[Stored data entries]
==============================
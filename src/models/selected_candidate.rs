use chrono::{DateTime, Utc};
use serde::{Deserialize, Serialize};
use serde_json::Value as JsonValue;

use super::common::{ApplicationSummary, EntityRef, HasId, PositionSummary};

wire_enum! {
    /// Offer and joining lifecycle. Transitions are decided by the backend.
    pub enum SelectionStatus {
        Selected => "selected",
        OfferSent => "offer_sent",
        OfferAccepted => "offer_accepted",
        OfferRejected => "offer_rejected",
        DocumentsPending => "documents_pending",
        DocumentsSubmitted => "documents_submitted",
        DocumentsVerified => "documents_verified",
        JoiningLetterSent => "joining_letter_sent",
        Joined => "joined",
        Cancelled => "cancelled",
    }
}

impl Default for SelectionStatus {
    fn default() -> Self {
        SelectionStatus::Selected
    }
}

#[derive(Debug, Clone, Serialize, Deserialize)]
#[serde(rename_all = "camelCase")]
pub struct SelectedCandidate {
    #[serde(alias = "_id")]
    pub id: String,
    #[serde(default)]
    pub application: Option<EntityRef<ApplicationSummary>>,
    #[serde(default)]
    pub position: Option<EntityRef<PositionSummary>>,
    #[serde(default)]
    pub status: SelectionStatus,
    #[serde(default)]
    pub offer_details: Option<JsonValue>,
    #[serde(default)]
    pub joining_details: Option<JsonValue>,
    #[serde(default)]
    pub notes: Option<String>,
    #[serde(default, alias = "selectedAt")]
    pub created_at: Option<DateTime<Utc>>,
}

impl HasId for SelectedCandidate {
    fn id(&self) -> &str {
        &self.id
    }
}

impl SelectedCandidate {
    pub fn candidate_name(&self) -> &str {
        self.application
            .as_ref()
            .and_then(|a| a.populated())
            .map(|a| a.full_name.as_str())
            .unwrap_or("Unknown candidate")
    }

    pub fn position_title(&self) -> Option<&str> {
        self.position
            .as_ref()
            .and_then(|p| p.populated())
            .map(|p| p.title.as_str())
    }
}

#[derive(Debug, Clone, Default, Serialize, Deserialize)]
#[serde(rename_all = "camelCase")]
pub struct SelectedCandidateQuery {
    #[serde(skip_serializing_if = "Option::is_none")]
    pub status: Option<SelectionStatus>,
    #[serde(skip_serializing_if = "Option::is_none")]
    pub position: Option<String>,
}

#[derive(Debug, Clone, Deserialize)]
#[serde(untagged)]
pub enum SelectedCandidateListPayload {
    Wrapped {
        #[serde(rename = "selectedCandidates", alias = "candidates")]
        selected_candidates: Vec<SelectedCandidate>,
    },
    Items(Vec<SelectedCandidate>),
}

impl From<SelectedCandidateListPayload> for Vec<SelectedCandidate> {
    fn from(value: SelectedCandidateListPayload) -> Self {
        match value {
            SelectedCandidateListPayload::Wrapped {
                selected_candidates,
            } => selected_candidates,
            SelectedCandidateListPayload::Items(items) => items,
        }
    }
}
==============================
* [Exercise directions] Please output every line shown above exactly.

* [Response]
filename src/models/selected_candidate.rs
use chrono::{DateTime, Utc};
use serde::{Deserialize, Serialize};
use serde_json::Value as JsonValue;

use super::common::{ApplicationSummary, EntityRef, HasId, PositionSummary};

wire_enum! {
    /// Offer and joining lifecycle. Transitions are decided by the backend.
    pub enum SelectionStatus {
        Selected => "selected",
        OfferSent => "offer_sent",
        OfferAccepted => "offer_accepted",
        OfferRejected => "offer_rejected",
        DocumentsPending => "documents_pending",
        DocumentsSubmitted => "documents_submitted",
        DocumentsVerified => "documents_verified",
        JoiningLetterSent => "joining_letter_sent",
        Joined => "joined",
        Cancelled => "cancelled",
    }
}

impl Default for SelectionStatus {
    fn default() -> Self {
        SelectionStatus::Selected
    }
}

#[derive(Debug, Clone, Serialize, Deserialize)]
#[serde(rename_all = "camelCase")]
pub struct SelectedCandidate {
    #[serde(alias = "_id")]
    pub id: String,
    #[serde(default)]
    pub application: Option<EntityRef<ApplicationSummary>>,
    #[serde(default)]
    pub position: Option<EntityRef<PositionSummary>>,
    #[serde(default)]
    pub status: SelectionStatus,
    #[serde(default)]
    pub offer_details: Option<JsonValue>,
    #[serde(default)]
    pub joining_details: Option<JsonValue>,
    #[serde(default)]
    pub notes: Option<String>,
    #[serde(default, alias = "selectedAt")]
    pub created_at: Option<DateTime<Utc>>,
}

impl HasId for SelectedCandidate {
    fn id(&self) -> &str {
        &self.id
    }
}

impl SelectedCandidate {
    pub fn candidate_name(&self) -> &str {
        self.application
            .as_ref()
            .and_then(|a| a.populated())
            .map(|a| a.full_name.as_str())
            .unwrap_or("Unknown candidate")
    }

    pub fn position_title(&self) -> Option<&str> {
        self.position
            .as_ref()
            .and_then(|p| p.populated())
            .map(|p| p.title.as_str())
    }
}

#[derive(Debug, Clone, Default, Serialize, Deserialize)]
#[serde(rename_all = "camelCase")]
pub struct SelectedCandidateQuery {
    #[serde(skip_serializing_if = "Option::is_none")]
    pub status: Option<SelectionStatus>,
    #[serde(skip_serializing_if = "Option::is_none")]
    pub position: Option<String>,
}

#[derive(Debug, Clone, Deserialize)]
#[serde(untagged)]
pub enum SelectedCandidateListPayload {
    Wrapped {
        #[serde(rename = "selectedCandidates", alias = "candidates")]
        selected_candidates: Vec<SelectedCandidate>,
    },
    Items(Vec<SelectedCandidate>),
}

impl From<SelectedCandidateListPayload> for Vec<SelectedCandidate> {
    fn from(value: SelectedCandidateListPayload) -> Self {
        match value {
            SelectedCandidateListPayload::Wrapped {
                selected_candidates,
            } => selected_candidates,
            SelectedCandidateListPayload::Items(items) => items,
        }
    }
}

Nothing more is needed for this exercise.